Since then, the SSSCC has grown to include 100 researchers and physians. Its programs provide communities with information on how to reduce their chances of developing cancer; helps people detect cancer at early, treatable stages of the disease; diagnoses and treats cancer patients; and furthers cancer research.

Minority-Based Community Clinical Oncology Program (MB-CCOP)
In 1993, the SSSCC established this program to provide minority and other cancer patients with opportunities to participate in clinical trials offered through the National Cancer Institute (NCI). One of only about a dozen MB-CCOPs funded by NCI, this program is delivering potentially life-saving care to patients across central and southern Louisiana. In 2009, the NCI awarded our MB-CCOP team the prestigious Harry Hynes award in recognition of outstanding community oncology.

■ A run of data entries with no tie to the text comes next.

//! Date and time-of-day parsing, formatting and comparison

use std::cmp::Ordering;

use chrono::{NaiveDate, NaiveDateTime, NaiveTime, Timelike};

use crate::error::{AppError, AppResult};

pub const TIME_FORMAT: &str = "%H:%M";
pub const DATE_FORMAT: &str = "%Y-%m-%d";

/// Parse an `HH:MM` time of day.
///
/// Store columns typed `time` come back as `HH:MM:SS`; those are accepted too
/// and truncated to the minute.
pub fn parse_time(s: &str) -> AppResult<NaiveTime> {
    let s = s.trim();
    NaiveTime::parse_from_str(s, TIME_FORMAT)
        .or_else(|_| NaiveTime::parse_from_str(s, "%H:%M:%S"))
        .map(truncate_to_minute)
        .map_err(|_| AppError::Format(format!("Invalid time '{}' (use HH:MM)", s)))
}

/// Render a time of day as zero-padded 24h `HH:MM`
pub fn format_time(t: NaiveTime) -> String {
    t.format(TIME_FORMAT).to_string()
}

pub fn compare(a: NaiveTime, b: NaiveTime) -> Ordering {
    a.cmp(&b)
}

/// Parse a `YYYY-MM-DD` calendar date
pub fn parse_date(s: &str) -> AppResult<NaiveDate> {
    NaiveDate::parse_from_str(s.trim(), DATE_FORMAT)
        .map_err(|_| AppError::Format(format!("Invalid date '{}' (use YYYY-MM-DD)", s)))
}

pub fn format_date(d: NaiveDate) -> String {
    d.format(DATE_FORMAT).to_string()
}

/// Combine a date string and a time string into a local instant
pub fn combine(date: &str, time: &str) -> AppResult<NaiveDateTime> {
    Ok(parse_date(date)?.and_time(parse_time(time)?))
}

fn truncate_to_minute(t: NaiveTime) -> NaiveTime {
    t.with_second(0)
        .and_then(|t| t.with_nanosecond(0))
        .unwrap_or(t)
}

/// Serde helpers rendering an optional `NaiveTime` as `HH:MM` or null
pub mod hhmm_option {
    use chrono::NaiveTime;
    use serde::{Deserialize, Deserializer, Serializer};

    pub fn serialize<S: Serializer>(
        t: &Option<NaiveTime>,
        serializer: S,
    ) -> Result<S::Ok, S::Error> {
        match t {
            Some(t) => serializer.serialize_str(&super::format_time(*t)),
            None => serializer.serialize_none(),
        }
    }

    pub fn deserialize<'de, D: Deserializer<'de>>(
        deserializer: D,
    ) -> Result<Option<NaiveTime>, D::Error> {
        match Option::<String>::deserialize(deserializer)? {
            Some(s) if !s.trim().is_empty() => super::parse_time(&s)
                .map(Some)
                .map_err(serde::de::Error::custom),
            _ => Ok(None),
        }
    }
}

#[cfg(test)]
mod tests {
    use super::*;

    fn t(h: u32, m: u32) -> NaiveTime {
        NaiveTime::from_hms_opt(h, m, 0).unwrap()
    }

    #[test]
    fn test_parse_time() {
        assert_eq!(parse_time("08:30").unwrap(), t(8, 30));
        assert_eq!(parse_time("17:05:42").unwrap(), t(17, 5));
        assert!(matches!(parse_time("8h30"), Err(AppError::Format(_))));
        assert!(matches!(parse_time("25:00"), Err(AppError::Format(_))));
        assert!(parse_time("").is_err());
    }

    #[test]
    fn test_format_time_zero_pads() {
        assert_eq!(format_time(t(7, 5)), "07:05");
        assert_eq!(format_time(t(23, 59)), "23:59");
    }

    #[test]
    fn test_compare() {
        assert_eq!(compare(t(9, 0), t(11, 0)), Ordering::Less);
        assert_eq!(compare(t(11, 0), t(11, 0)), Ordering::Equal);
        assert_eq!(compare(t(13, 0), t(11, 0)), Ordering::Greater);
    }

    #[test]
    fn test_combine() {
        let combined = combine("2024-02-10", "09:15").unwrap();
        assert_eq!(combined.to_string(), "2024-02-10 09:15:00");
        assert!(combine("2024-02-30", "09:15").is_err());
        assert!(combine("2024-02-10", "nine").is_err());
    }
}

Center of Biomedical Research Excellence (COBRE) to Mentor Translational Researchers in Louisiana
Augusto Ochoa, MD, who serves as SSSCC director, has established a Center of Research Excellence called "Mentoring Translational Researchers in Louisiana." Funded by an $11 million grant by the National Institutes of Health, this initiative provides mentorship to promising junior investigators who are conducting research with a translational benefit to patient care. With a focus on understanding the immunobiology of disease, this program is cultivating a group of successful researchers in immunobiology and the immunopathology of cancer and chronic diseases. 

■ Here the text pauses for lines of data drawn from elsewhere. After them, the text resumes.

//! Schedule service: month calendars and holiday management

use chrono::NaiveDate;

use crate::{
    error::AppResult,
    models::{
        calendar::CalendarGrid,
        holiday::{CreateHoliday, Holiday, HolidayQuery, HolidayScope},
        working_hours::{StoredHours, WorkingHours},
    },
    repository::Repository,
    scheduling::{calendar, time_window},
};

#[derive(Clone)]
pub struct SchedulesService {
    repository: Repository,
}

impl SchedulesService {
    pub fn new(repository: Repository) -> Self {
        Self { repository }
    }

    /// Month grid for the hospital, or for one of its doctors.
    ///
    /// A doctor without stored working hours follows the hospital's hours.
    /// Holidays come from the doctor's set when a doctor is given, otherwise
    /// from the hospital's.
    pub async fn build_calendar_data(
        &self,
        hospital_id: &str,
        year: i32,
        month: u32,
        doctor_id: Option<&str>,
        today: NaiveDate,
    ) -> AppResult<CalendarGrid> {
        let (first, last) = calendar::month_bounds(year, month)?;

        let (hours, is_open_24_hours) = match doctor_id {
            Some(doctor_id) => self.doctor_schedule(hospital_id, doctor_id).await?,
            None => hospital_schedule(self.repository.working_hours.hospital_hours(hospital_id).await?),
        };

        let scope = scope_for(hospital_id, doctor_id);
        let holidays = self
            .repository
            .holidays
            .list(&scope, Some(first), Some(last))
            .await?;

        let days = calendar::assemble_month(year, month, &hours, is_open_24_hours, &holidays, today)?;
        tracing::debug!(%hospital_id, ?doctor_id, year, month, holidays = holidays.len(), "Calendar assembled");

        Ok(CalendarGrid {
            year,
            month,
            doctor_id: doctor_id.map(str::to_string),
            days,
        })
    }

    async fn doctor_schedule(&self, hospital_id: &str, doctor_id: &str) -> AppResult<(WorkingHours, bool)> {
        let stored = self.repository.working_hours.doctor_hours(doctor_id).await?;
        match stored.working_hours {
            Some(hours) if !hours.is_empty() => Ok((hours, false)),
            _ => {
                tracing::debug!(%doctor_id, "Doctor has no working hours, using the hospital's");
                let hospital = self.repository.working_hours.hospital_hours(hospital_id).await?;
                Ok(hospital_schedule(hospital))
            }
        }
    }

    pub async fn list_holidays(&self, scope: &HolidayScope, query: &HolidayQuery) -> AppResult<Vec<Holiday>> {
        let start = query
            .start_date
            .as_deref()
            .map(time_window::parse_date)
            .transpose()?;
        let end = query
            .end_date
            .as_deref()
            .map(time_window::parse_date)
            .transpose()?;
        self.repository.holidays.list(scope, start, end).await
    }

    pub async fn add_holiday(&self, scope: &HolidayScope, data: &CreateHoliday) -> AppResult<Holiday> {
        let new_holiday = data.parse()?;
        let holiday = self.repository.holidays.create(scope, &new_holiday).await?;
        tracing::info!(table = scope.table(), holiday_id = %holiday.id, date = %holiday.date, "Holiday added");
        Ok(holiday)
    }

    pub async fn delete_holiday(&self, scope: &HolidayScope, id: &str) -> AppResult<()> {
        self.repository.holidays.delete(scope, id).await?;
        tracing::info!(table = scope.table(), holiday_id = %id, "Holiday deleted");
        Ok(())
    }
}

fn hospital_schedule(stored: StoredHours) -> (WorkingHours, bool) {
    (
        stored.working_hours.unwrap_or_default(),
        stored.is_open_24_hours.unwrap_or(false),
    )
}

fn scope_for(hospital_id: &str, doctor_id: Option<&str>) -> HolidayScope {
    match doctor_id {
        Some(doctor_id) => HolidayScope::Doctor(doctor_id.to_string()),
        None => HolidayScope::Hospital(hospital_id.to_string()),
    }
}

#[cfg(test)]
mod tests {
    use super::*;
    use crate::{
        error::AppError,
        store::{Filter, MockDataStore, Record},
    };
    use chrono::NaiveTime;
    use serde_json::{json, Value};
    use std::sync::Arc;
    use tokio_test::assert_ok;

    fn record(value: Value) -> Record {
        match value {
            Value::Object(map) => map,
            _ => unreachable!(),
        }
    }

    fn today() -> NaiveDate {
        NaiveDate::from_ymd_opt(2024, 2, 14).unwrap()
    }

    fn weekday_hours() -> Value {
        json!({
            "monday": {"isAvailable": true, "start": "09:00", "end": "17:00"},
            "tuesday": {"isAvailable": true, "start": "09:00", "end": "17:00"},
            "wednesday": {"isAvailable": true, "start": "09:00", "end": "17:00"},
            "thursday": {"isAvailable": true, "start": "09:00", "end": "17:00"},
            "friday": {"isAvailable": true, "start": "09:00", "end": "13:00"},
            "saturday": {"isAvailable": false, "start": null, "end": null},
            "sunday": {"isAvailable": false, "start": null, "end": null}
        })
    }

    #[tokio::test]
    async fn test_hospital_calendar_for_leap_february() {
        let mut store = MockDataStore::new();
        store
            .expect_fetch_one()
            .withf(|table, _| table == "hospitals")
            .returning(|_, _| {
                Ok(Some(record(json!({
                    "id": "h-1",
                    "is_open_24_hours": false,
                    "working_hours": weekday_hours()
                }))))
            });
        store
            .expect_fetch_rows()
            .withf(|table, filters| {
                table == "hospital_holidays"
                    && filters.to_vec()
                        == vec![
                            Filter::eq("hospital_id", "h-1"),
                            Filter::gte("date", "2024-02-01"),
                            Filter::lte("date", "2024-02-29"),
                        ]
            })
            .returning(|_, _| {
                Ok(vec![record(json!({
                    "id": 9,
                    "date": "2024-02-05",
                    "is_full_day": true,
                    "reason": "Inventory"
                }))])
            });

        let service = SchedulesService::new(Repository::new(Arc::new(store)));
        let grid = assert_ok!(service.build_calendar_data("h-1", 2024, 2, None, today()).await);

        assert_eq!(grid.days.len(), 29);
        assert_eq!(grid.doctor_id, None);

        // 2024-02-02 is a Friday
        let friday = &grid.days[1];
        assert!(friday.is_working_day);
        assert_eq!(friday.closes_at, NaiveTime::from_hms_opt(13, 0, 0));

        // 2024-02-03 is a Saturday
        assert!(!grid.days[2].is_working_day);

        let closed = &grid.days[4];
        assert_eq!(closed.full_day_holiday.as_ref().map(|h| h.id.as_str()), Some("9"));
        assert!(!closed.is_working_day);

        assert!(grid.days[13].is_today);
        assert!(grid.days[12].is_past);
    }

    #[tokio::test]
    async fn test_unreadable_holiday_row_does_not_break_the_month() {
        let mut store = MockDataStore::new();
        store
            .expect_fetch_one()
            .withf(|table, _| table == "hospitals")
            .returning(|_, _| {
                Ok(Some(record(json!({
                    "id": "h-1",
                    "is_open_24_hours": false,
                    "working_hours": weekday_hours()
                }))))
            });
        store
            .expect_fetch_rows()
            .withf(|table, _| table == "hospital_holidays")
            .returning(|_, _| {
                Ok(vec![
                    record(json!({"id": 1, "date": "2024-02-05", "is_full_day": true})),
                    record(json!({"id": 2, "date": "05.02.2024", "is_full_day": true})),
                ])
            });

        let service = SchedulesService::new(Repository::new(Arc::new(store)));
        let grid = assert_ok!(service.build_calendar_data("h-1", 2024, 2, None, today()).await);

        assert_eq!(grid.days.len(), 29);
        let monday = &grid.days[4];
        assert_eq!(monday.full_day_holiday.as_ref().map(|h| h.id.as_str()), Some("1"));
        assert!(!monday.is_working_day);
        assert!(grid.days[5].is_working_day);
    }

    #[tokio::test]
    async fn test_doctor_without_hours_falls_back_to_hospital() {
        let mut store = MockDataStore::new();
        store
            .expect_fetch_one()
            .withf(|table, _| table == "doctors")
            .returning(|_, _| Ok(Some(record(json!({"id": "d-1", "working_hours": null})))));
        store
            .expect_fetch_one()
            .withf(|table, _| table == "hospitals")
            .returning(|_, _| Ok(Some(record(json!({"id": "h-1", "is_open_24_hours": true})))));
        store
            .expect_fetch_rows()
            .withf(|table, filters| table == "doctor_holidays" && filters.contains(&Filter::eq("doctor_id", "d-1")))
            .returning(|_, _| Ok(Vec::new()));

        let service = SchedulesService::new(Repository::new(Arc::new(store)));
        let grid = assert_ok!(
            service
                .build_calendar_data("h-1", 2023, 11, Some("d-1"), today())
                .await
        );

        assert_eq!(grid.days.len(), 30);
        assert_eq!(grid.doctor_id.as_deref(), Some("d-1"));
        assert!(grid.days.iter().all(|d| d.is_working_day && d.open_all_day));
    }

    #[tokio::test]
    async fn test_invalid_month_is_rejected_before_any_query() {
        let service = SchedulesService::new(Repository::new(Arc::new(MockDataStore::new())));
        let result = service.build_calendar_data("h-1", 2024, 13, None, today()).await;
        assert!(matches!(result, Err(AppError::Validation(_))));
    }

    #[tokio::test]
    async fn test_add_timed_holiday_requires_both_times() {
        let service = SchedulesService::new(Repository::new(Arc::new(MockDataStore::new())));
        let data = CreateHoliday {
            date: "2024-04-01".to_string(),
            reason: "Drill".to_string(),
            is_full_day: Some(false),
            start_time: Some("10:00".to_string()),
            end_time: None,
        };
        let scope = HolidayScope::Hospital("h-1".to_string());
        assert!(matches!(
            service.add_holiday(&scope, &data).await,
            Err(AppError::Validation(_))
        ));
    }

    #[tokio::test]
    async fn test_list_holidays_parses_range() {
        let mut store = MockDataStore::new();
        store
            .expect_fetch_rows()
            .withf(|_, filters| filters.contains(&Filter::gte("date", "2024-04-01")) && filters.len() == 2)
            .returning(|_, _| Ok(Vec::new()));

        let service = SchedulesService::new(Repository::new(Arc::new(store)));
        let scope = HolidayScope::Doctor("d-1".to_string());
        let query = HolidayQuery {
            start_date: Some("2024-04-01".to_string()),
            end_date: None,
        };
        assert!(assert_ok!(service.list_holidays(&scope, &query).await).is_empty());
    }
}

Dillard-LSUHSC Minority Health and Health Disparities Research Center (MHHDRC) 
The MHHDRC is the first NIH-funded health disparities research center in Louisiana. Designed to improve the health of underserved populations in New Orleans and the surrounding regions, the center's objectives are to conduct health disparity research, develop minority faculty into successful investigators, expose undergraduates to health disparity research, and train minority nursing students to become clinical research associates. Towards the former, LSUHSC has developed research projects that focus on chronic conditions accounting for a disproportionate share of disease among minority and other populations. Through these projects, Dillard University faculty members are serving as co-investigators on studies being led by NIH-funded SSSCC investigators (Drs. Liu, Hagenseee, and Sothern).  By working in these and other LSUHSC laboratories, Dillard undergraduates are also being provided with valuable research opportunities. In addition, Dillard nursing students in training to become clinical research associates are being afforded experiential learning opportunities by working with clinical research associates at the LSU Interim Hospital and clinics and at other MB-CCOP performance sites. In conjunction with the Minority Health and Health Disparities Research Center at the University of Alabama, extensive community engagement initiatives are being developed to promote community participation in reducing health disparities. The LSUHSC efforts are being led by John Estrada, MD, who along with John Wilson, PhD, at Dillard University, serves as a PI for the MHHDRC award.

 

The SSSCC is part of the Louisiana Cancer Research Consortium (LCRC), which includes the Tulane University Health Sciences Center Cancer Center, Xavier University, and the Ochsner Clinic Foundation. Through the LCRC, the SSSCC receives a portion of the tax on all cigarettes sold in Louisiana. Approximately $10 million per year is being invested in the Consortium for the purpose of obtaining an NCI-designated, cross-institutional Comprehensive Cancer Center for residents of New Orleans and the surrounding regions.

 

Stanley S. Scott was a Pulitzer-nominated journalist and public relations specialist. Among his accomplishments were becoming the first African American reporter for United Press International and being named Special Assistant for Domestic Affairs under Presidents Nixon and Ford. Serving as chief liaison with African American organizations, he became especially active in bringing together groups of African American leaders to meet with the President. After being diagnosed with lung cancer, Mr. Scott gave his name to the Cancer Center in 1991.